In today’s ExchangeWire news digest: research finds that nearly one third of China’s ad traffic last year was invalid; TikTok owner ByteDance confirms it is shutting down its Vigo Video and Vigo Lite apps; and Facebook responds the ACCC code, rejecting that is has a responsibility to share its ad revenue with news publishers.
Almost one third of 2019 Chinese ad traffic invalid, research finds
Measurement and analytics firm Miaozhen Systems has found that almost one third of all online advertising traffic in China last year was invalid. The firm reported that 31.9% of total ad activity came from either fraudulent sources or accidental clicks, costing the industry CNY28b (£3.1b).
The findings, derived from analysis of 65,000 campaigns across 1,200 channels by 2,000 brands, revealed that key opinion leaders (KOLs) and social media platforms garnered the most invalid traffic: almost half of all social media traffic was discovered to be fake (48%), whilst 57.5% of KOL fan accounts were also discovered to be fraudulent.
Worryingly for online lead-dependent industries, such as the auto trade, Miaozhen also reported that 26% of online consumer sales leads in 2019 were inauthentic. Video also saw a rise in invalid traffic, jumping over 2% from 20.4% in 2018 to 22.6%.
On the other hand, display saw fraudulent traffic fall 1.1% to 42.6%, whereas out-of-home (OOH) was almost unscathed, with just 4.2% of its traffic found to be invalid.
ByteDance closes Vigo apps
ByteDance, the company behind runaway success TikTok, is set to shut down its Vigo apps. Vigo Video and Vigo Lite, which were founded in 2017 and include the lip-synching format popularised by TikTok, have already been pulled from Brazil and the Middle East. ByteDance is now winding down operations in India and other remaining markets, and has announced its intention to close the apps for good by 31st October this year.
Announcing the decision in a ‘farewell letter’ to its Indian audience, ByteDance encouraged users to move over to TikTok, where they will be able to upload their existing Vigo content. The Chinese tech giant also confirmed that it will provide users with instructions on how to download or delete their personal data closer to the October deadline.
In the letter, ByteDance asserted that the closure comes as part of a decision to “focus energy and resources on other businesses”. With the Vigo apps only managing to draw around 5.5 million users in India last month compared to TikTok’s 200 million users, it appears obvious that the firm is seeking to centralise its users under its most successful offering.
Facebook dismisses ACCC revenue sharing code
Facebook has responded to an order that it must share its advertising revenue with Australian news organisations. The tech giant asserted that it will not accept the revenue-sharing code that’s currently under development by the Australian Competition and Consumer Commission (ACCC).
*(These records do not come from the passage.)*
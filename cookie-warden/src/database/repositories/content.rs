//! Emitted item versions (SQLx).

use async_trait::async_trait;
use chrono::{DateTime, Utc};
use sqlx::SqlitePool;
use tracing::debug;

use crate::Result;
use crate::database::time::{datetime_to_ms, ms_to_datetime, now_ms};
use crate::ingest::{ContentArchive, ContentItem};

/// Highest stored version of an item and when it was stored.
#[derive(Debug, Clone, PartialEq, Eq)]
pub struct StoredVersion {
    pub item_id: String,
    pub version: u64,
    pub first_seen_at: DateTime<Utc>,
}

#[derive(Clone)]
pub struct SqlxContentRepository {
    pool: SqlitePool,
}

impl SqlxContentRepository {
    pub fn new(pool: SqlitePool) -> Self {
        Self { pool }
    }

    /// Latest version per item first stored at or after `since`.
    pub async fn latest_versions(&self, since: DateTime<Utc>) -> Result<Vec<StoredVersion>> {
        let rows: Vec<(String, i64, i64)> = sqlx::query_as(
            r#"
            SELECT item_id, MAX(version), MAX(first_seen_at)
            FROM content_items
            WHERE first_seen_at >= ?
            GROUP BY item_id
            "#,
        )
        .bind(datetime_to_ms(since))
        .fetch_all(&self.pool)
        .await?;

        Ok(rows
            .into_iter()
            .map(|(item_id, version, first_seen_at)| StoredVersion {
                item_id,
                version: u64::try_from(version).unwrap_or(0),
                first_seen_at: ms_to_datetime(first_seen_at),
            })
            .collect())
    }

    /// Stored versions of one item, oldest first.
    pub async fn versions(&self, item_id: &str) -> Result<Vec<ContentItem>> {
        let rows: Vec<ContentRow> = sqlx::query_as(
            r#"
            SELECT item_id, version, source, parent_id, published_at, headline, author, url, payload
            FROM content_items
            WHERE item_id = ?
            ORDER BY version
            "#,
        )
        .bind(item_id)
        .fetch_all(&self.pool)
        .await?;

        rows.into_iter().map(ContentRow::into_item).collect()
    }

    /// Ids of items that reference `parent_id`.
    pub async fn children_of(&self, parent_id: &str) -> Result<Vec<String>> {
        let ids: Vec<String> = sqlx::query_scalar(
            "SELECT DISTINCT item_id FROM content_items WHERE parent_id = ? ORDER BY item_id",
        )
        .bind(parent_id)
        .fetch_all(&self.pool)
        .await?;
        Ok(ids)
    }
}

#[derive(sqlx::FromRow)]
struct ContentRow {
    item_id: String,
    version: i64,
    source: String,
    parent_id: Option<String>,
    published_at: i64,
    headline: String,
    author: Option<String>,
    url: Option<String>,
    payload: String,
}

impl ContentRow {
    fn into_item(self) -> Result<ContentItem> {
        Ok(ContentItem {
            id: self.item_id,
            version: u64::try_from(self.version).unwrap_or(0),
            source: self.source,
            published_at: ms_to_datetime(self.published_at),
            parent_id: self.parent_id,
            author: self.author,
            headline: self.headline,
            url: self.url,
            payload: serde_json::from_str(&self.payload)?,
        })
    }
}

#[async_trait]
impl ContentArchive for SqlxContentRepository {
    async fn store(&self, item: &ContentItem) -> Result<()> {
        let result = sqlx::query(
            r#"
            INSERT OR IGNORE INTO content_items
                (item_id, version, source, parent_id, published_at, headline, author, url, payload, first_seen_at)
            VALUES (?, ?, ?, ?, ?, ?, ?, ?, ?, ?)
            "#,
        )
        .bind(&item.id)
        .bind(i64::try_from(item.version).unwrap_or(i64::MAX))
        .bind(&item.source)
        .bind(item.parent_id.as_deref())
        .bind(datetime_to_ms(item.published_at))
        .bind(&item.headline)
        .bind(item.author.as_deref())
        .bind(item.url.as_deref())
        .bind(serde_json::to_string(&item.payload)?)
        .bind(now_ms())
        .execute(&self.pool)
        .await?;

        debug!(
            item_id = %item.id,
            version = item.version,
            inserted = result.rows_affected() > 0,
            "Content item stored"
        );
        Ok(())
    }
}
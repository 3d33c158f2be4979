//! The jittered polling loop.

use std::sync::Arc;

use tokio::task::JoinHandle;
use tokio_util::sync::CancellationToken;
use tokio_util::task::TaskTracker;
use tracing::{debug, error, info, instrument, warn};

use super::archive::ContentArchive;
use super::source::{ContentSource, FetchError, PageItems};
use super::ticker::JitteredTicker;
use crate::credentials::{CredentialService, RefreshOutcome};
use crate::dedup::DedupIndex;
use crate::notification::Notifier;

/// Counters for one poll.
#[derive(Debug, Clone, Default, PartialEq, Eq)]
pub struct TickReport {
    pub fetched: usize,
    pub emitted: usize,
    pub skipped: usize,
    pub malformed: usize,
    /// Cancellation stopped the walk before the page was exhausted.
    pub cancelled: bool,
}

pub struct PollingIngester {
    source: Arc<dyn ContentSource>,
    credentials: Arc<CredentialService>,
    dedup: Arc<DedupIndex>,
    archive: Arc<dyn ContentArchive>,
    notifier: Option<Arc<dyn Notifier>>,
    ticker: JitteredTicker,
    /// Outstanding notification deliveries.
    deliveries: TaskTracker,
}

impl PollingIngester {
    pub fn new(
        source: Arc<dyn ContentSource>,
        credentials: Arc<CredentialService>,
        dedup: Arc<DedupIndex>,
        archive: Arc<dyn ContentArchive>,
        ticker: JitteredTicker,
    ) -> Self {
        Self {
            source,
            credentials,
            dedup,
            archive,
            notifier: None,
            ticker,
            deliveries: TaskTracker::new(),
        }
    }

    pub fn with_notifier(mut self, notifier: Arc<dyn Notifier>) -> Self {
        self.notifier = Some(notifier);
        self
    }

    /// Fetch one page and forward whatever is new.
    ///
    /// An authentication failure triggers a refresh for the credential that
    /// was rejected before the error is returned.
    #[instrument(skip_all, fields(source = self.source.name()))]
    pub async fn poll_once(&self, cancel: &CancellationToken) -> Result<TickReport, FetchError> {
        let (credential, generation) = self.credentials.store().snapshot();

        let page = match self.source.fetch_page(&credential).await {
            Ok(page) => page,
            Err(e) if e.is_auth() => {
                warn!(error = %e, generation, "Fetch rejected, refreshing credential");
                match self.credentials.refresh_if_current(generation).await {
                    Ok(RefreshOutcome::Superseded) => {
                        debug!("Credential already replaced by another task");
                    }
                    Ok(outcome) => debug!(?outcome, "Refresh after auth error finished"),
                    Err(refresh_err) => {
                        error!(error = %refresh_err, "Refresh after auth error failed");
                    }
                }
                return Err(e);
            }
            Err(e) => {
                warn!(error = %e, "Fetch failed, waiting for the next tick");
                return Err(e);
            }
        };

        let mut report = TickReport {
            fetched: page.len(),
            ..Default::default()
        };
        let mut items = PageItems::new(self.source.as_ref(), page, cancel);

        for item in items.by_ref() {
            let observation = self.dedup.observe(&item.id, item.version);
            let Some(event) = item.to_event(observation) else {
                report.skipped += 1;
                continue;
            };
            report.emitted += 1;
            debug!(item_id = %item.id, version = item.version, ?observation, "Forwarding item");

            // Still counted as seen when the archive fails.
            if let Err(e) = self.archive.store(&item).await {
                error!(item_id = %item.id, error = %e, "Failed to archive item");
            }

            if let Some(notifier) = self.notifier.clone() {
                let item_id = item.id.clone();
                self.deliveries.spawn(async move {
                    if let Err(e) = notifier.notify(event).await {
                        warn!(%item_id, error = %e, "Failed to deliver content notification");
                    }
                });
            }
        }

        report.malformed = items.malformed();
        report.cancelled = cancel.is_cancelled()
            && report.skipped + report.emitted + report.malformed < report.fetched;
        Ok(report)
    }

    /// Poll immediately, then once per jittered interval, until cancelled.
    pub async fn run(&self, cancel: CancellationToken) {
        info!(source = self.source.name(), "Polling ingester started");

        while !cancel.is_cancelled() {
            match self.poll_once(&cancel).await {
                Ok(report) if report.emitted > 0 || report.malformed > 0 => {
                    info!(
                        fetched = report.fetched,
                        emitted = report.emitted,
                        skipped = report.skipped,
                        malformed = report.malformed,
                        "Poll finished"
                    );
                }
                Ok(report) => debug!(fetched = report.fetched, "Nothing new"),
                // logged inside poll_once
                Err(_) => {}
            }

            tokio::select! {
                _ = cancel.cancelled() => break,
                _ = self.ticker.tick() => {}
            }
        }

        self.deliveries.close();
        self.deliveries.wait().await;
        info!(source = self.source.name(), "Polling ingester stopped");
    }

    pub fn start(self: Arc<Self>, cancel: CancellationToken) -> JoinHandle<()> {
        tokio::spawn(async move { self.run(cancel).await })
    }
}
The response follows Australian treasurer Josh Frydenburg’s order to the ACCC to implement a code making it compulsory for Facebook and Google to share their news advertising revenue with the publishers who supply news content. The order was given in an effort to loosen the grip of Facebook and Google’s ‘duopoly’ over online advertising, which has long been criticised for stifling competition.
Whilst Facebook stated that it supports a code of conduct for digital platforms, it asserted that there is a “healthy rivalry” between itself and news organisations, and argues that itself and Google are being unfairly penalised.
Facebook implied that it could remove its news function from Australia to circumvent the prospective code, asserting that doing so would be unlikely to significantly impact its revenues. However, the social media platform also stated that it is still dedicated to supporting news outlets in Australia.